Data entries
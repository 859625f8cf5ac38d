//! Seed catalog loaded at process start.

use bookdepot_core::BookId;

use crate::book::Book;

/// The six titles the service boots with.
pub fn seed_books() -> Vec<Book> {
    fn book(
        id: u64,
        title: &str,
        author: &str,
        isbn: &str,
        category: &str,
        inventory: i64,
        notes: Option<&str>,
    ) -> Book {
        Book {
            id: BookId::new(id),
            title: title.to_string(),
            author: author.to_string(),
            isbn: isbn.to_string(),
            category: category.to_string(),
            inventory,
            notes: notes.map(str::to_string),
        }
    }

    vec![
        book(
            1,
            "Fundamentals of Wavelets",
            "Goswami, Jaideva",
            "3726362789",
            "nonfiction",
            9,
            None,
        ),
        book(
            2,
            "Age of Wrath, The",
            "Eraly, Abraham",
            "3876253647",
            "nonfiction",
            0,
            Some("Backordered until the end of the year"),
        ),
        book(
            3,
            "Slaughterhouse Five",
            "Vonnegut, Kurt",
            "09283746523",
            "fiction",
            3,
            None,
        ),
        book(
            4,
            "Moon is Down, The",
            "Steinbeck, John",
            "37463567283",
            "fiction",
            12,
            None,
        ),
        book(
            5,
            "Dylan on Dylan",
            "Dylan, Bob",
            "28710924383",
            "nonfiction",
            12,
            None,
        ),
        book(
            6,
            "Journal of a Novel",
            "Steinbeck, John",
            "239847201093",
            "fiction",
            8,
            Some("Reorder in November"),
        ),
    ]
}
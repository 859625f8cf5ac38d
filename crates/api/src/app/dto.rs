//! Result-record response shapes and mapping from domain results.
//!
//! Domain errors are part of the business contract, so they serialize as
//! `status: "error"` records on a 200 response; only transport faults use
//! HTTP error codes (see `errors.rs`).

use serde::Serialize;

use bookdepot_catalog::Book;
use bookdepot_core::{BookId, DomainResult};

#[derive(Debug, Clone, Copy, PartialEq, Eq, Serialize)]
#[serde(rename_all = "lowercase")]
pub enum ResultStatus {
    Accepted,
    Error,
}

/// Outcome of add-book and update-book-details.
#[derive(Debug, Serialize)]
pub struct CatalogUpdateResponse {
    pub status: ResultStatus,
    #[serde(skip_serializing_if = "Option::is_none")]
    pub book: Option<Book>,
    #[serde(skip_serializing_if = "Option::is_none")]
    pub message: Option<String>,
}

impl CatalogUpdateResponse {
    pub fn from_result(result: DomainResult<Book>) -> Self {
        match result {
            Ok(book) => Self {
                status: ResultStatus::Accepted,
                book: Some(book),
                message: None,
            },
            Err(e) => Self {
                status: ResultStatus::Error,
                book: None,
                message: Some(e.to_string()),
            },
        }
    }
}

/// Outcome of update-inventory; always echoes the targeted book id.
#[derive(Debug, Serialize)]
#[serde(rename_all = "camelCase")]
pub struct StockAdjustmentResponse {
    pub book_id: BookId,
    pub status: ResultStatus,
    #[serde(skip_serializing_if = "Option::is_none")]
    pub inventory: Option<i64>,
    #[serde(skip_serializing_if = "Option::is_none")]
    pub message: Option<String>,
}

impl StockAdjustmentResponse {
    pub fn from_result(book_id: BookId, result: DomainResult<i64>) -> Self {
        match result {
            Ok(inventory) => Self {
                book_id,
                status: ResultStatus::Accepted,
                inventory: Some(inventory),
                message: None,
            },
            Err(e) => Self {
                book_id,
                status: ResultStatus::Error,
                inventory: None,
                message: Some(e.to_string()),
            },
        }
    }
}
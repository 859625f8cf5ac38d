//! Shared application state: the inventory store and its lock discipline.

use std::sync::RwLock;

use bookdepot_catalog::InventoryStore;

/// The store, owned here and injected into the router at startup.
///
/// A single writer lock guards the whole table so the check-then-apply
/// sequence of an order, and the isbn-uniqueness check of add/update, are
/// each atomic with respect to other mutations. Handlers hold the guard
/// for the full extent of one store call and never across an await.
pub struct AppState {
    pub store: RwLock<InventoryStore>,
}

impl AppState {
    pub fn new(store: InventoryStore) -> Self {
        Self {
            store: RwLock::new(store),
        }
    }
}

Action item: Out of the records above, pick each line that contains the string "with".

Written solution:
/// The six titles the service boots with.
/// each atomic with respect to other mutations. Handlers hold the guard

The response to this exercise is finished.